Over a fifteen year period, he ignored rules prohibiting him from running a business or acting as a company director.

Creditors went unpaid, while he hid money in his mother’s bank account.

He is currently appealing a Companies Act sentence of four years five months imprisonment for acting as a company director when disqualified. 

Disqualification as a company director was automatic after his earlier 2016 Insolvency Act conviction for running a business whilst bankrupt.

This Companies Act conviction followed a failed project to build a luxury hotel in Auckland to be called The Liberte, and a further failed project to develop a chain of hotels under the brand Tomorrow Hotels.

Company creditors were left owed some three million dollars.

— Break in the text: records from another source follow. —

//! Scan API endpoints: the current snapshot, on-demand rescans, and the
//! rogue-detection baseline.
//!
//! Reads never wait on a scan in progress; they return whatever the last
//! completed cycle published.

use axum::extract::State;
use axum::http::StatusCode;
use axum::routing::{get, post};
use axum::{Json, Router};
use chrono::{DateTime, Utc};
use serde::{Deserialize, Serialize};
use utoipa::ToSchema;
use uuid::Uuid;
use wible_core::Snapshot;

use crate::api::error::ApiResult;
use crate::state::SharedState;

/// Creates the scan router.
pub fn router() -> Router<SharedState> {
    Router::new()
        .route("/status", get(get_status))
        .route("/rescan", post(rescan))
        .route("/baseline", get(get_baseline))
}

// ============================================================================
// Response Types
// ============================================================================

/// Acknowledgement that a rescan was started.
#[derive(Debug, Clone, Serialize, Deserialize, ToSchema)]
#[schema(example = json!({
    "status": "scanning_started",
    "rescan_id": "01936f0e-8a3c-7d1e-9b7a-3c5e2f1d4a6b",
    "requested_at_utc": "2025-01-15T03:30:00Z"
}))]
pub struct RescanResponse {
    /// Always `scanning_started`.
    #[schema(example = "scanning_started")]
    pub status: String,

    /// Identifies the rescan in the server logs.
    pub rescan_id: Uuid,

    /// When the rescan was requested.
    pub requested_at_utc: DateTime<Utc>,
}

/// The Wi-Fi baseline rogue detection compares against.
#[derive(Debug, Clone, Serialize, Deserialize, ToSchema)]
#[schema(example = json!({
    "captured": true,
    "ssids": ["HomeNet", "Neighbor"]
}))]
pub struct BaselineResponse {
    /// Whether a scan has seen networks yet. Until then nothing is flagged.
    pub captured: bool,

    /// SSIDs present when the baseline was captured, sorted.
    pub ssids: Vec<String>,
}

// ============================================================================
// Handlers
// ============================================================================

/// Get the current scan snapshot.
#[utoipa::path(
    get,
    path = "/api/status",
    tag = "scan",
    operation_id = "getStatus",
    summary = "Get the latest scan snapshot",
    description = "Returns visible Wi-Fi networks, rogue SSIDs (present now but absent \
        from the baseline), nearby BLE devices, and the last internet measurement. \
        Wi-Fi, rogue and BLE fields always come from the same scan cycle.",
    responses(
        (status = 200, description = "Snapshot retrieved", body = Snapshot)
    )
)]
pub async fn get_status(State(state): State<SharedState>) -> Json<Snapshot> {
    let snapshot = state.orchestrator().snapshot().await;
    Json(Snapshot::clone(&snapshot))
}

/// Trigger an immediate Wi-Fi/BLE scan.
#[utoipa::path(
    post,
    path = "/api/rescan",
    tag = "scan",
    operation_id = "rescan",
    summary = "Start a scan now",
    description = "Starts a fast scan cycle outside the regular schedule and returns \
        immediately. A request made while a triggered scan is still running joins \
        it and gets the same `rescan_id`. Poll `/api/status` for the result.",
    responses(
        (status = 202, description = "Scan started", body = RescanResponse),
        (status = 503, description = "Scanner is not running", body = crate::api::error::ErrorResponse)
    )
)]
pub async fn rescan(
    State(state): State<SharedState>,
) -> ApiResult<(StatusCode, Json<RescanResponse>)> {
    let ack = state.orchestrator().trigger_rescan()?;

    Ok((
        StatusCode::ACCEPTED,
        Json(RescanResponse {
            status: "scanning_started".to_string(),
            rescan_id: ack.id,
            requested_at_utc: ack.requested_at,
        }),
    ))
}

/// Get the rogue-detection baseline.
#[utoipa::path(
    get,
    path = "/api/baseline",
    tag = "scan",
    operation_id = "getBaseline",
    summary = "Get the Wi-Fi baseline",
    description = "Returns the SSIDs captured by the first successful Wi-Fi scan. \
        The baseline never changes while the server runs.",
    responses(
        (status = 200, description = "Baseline retrieved", body = BaselineResponse)
    )
)]
pub async fn get_baseline(State(state): State<SharedState>) -> Json<BaselineResponse> {
    let baseline = state.orchestrator().baseline().await;

    Json(BaselineResponse {
        captured: baseline.is_captured(),
        ssids: baseline.ssids().iter().cloned().collect(),
    })
}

After being found guilty of Companies Act breaches following a jury trial, he failed to show up for sentencing.  Arrested and brought before the court, he was sentenced in 2025 to the four year five month’s imprisonment, now under appeal.

Separately, he appealed a different 2025 conviction: a three year nine month’s sentence, convicted of Insolvency Act offences for running a business and concealing assets whilst bankrupt for a second time.

These convictions arose from construction projects Coupe managed during the period of his second bankruptcy; projects left unfinished, and owners left stranded.

Two of his customers lost their life savings, left living in a caravan on their property with a botched home renovation leaving their home uninhabitable.

Evidence was given of Coupe taking some $1.7 million from customers whilst bankrupt, money both spent on living expenses and hidden from Insolvency Services.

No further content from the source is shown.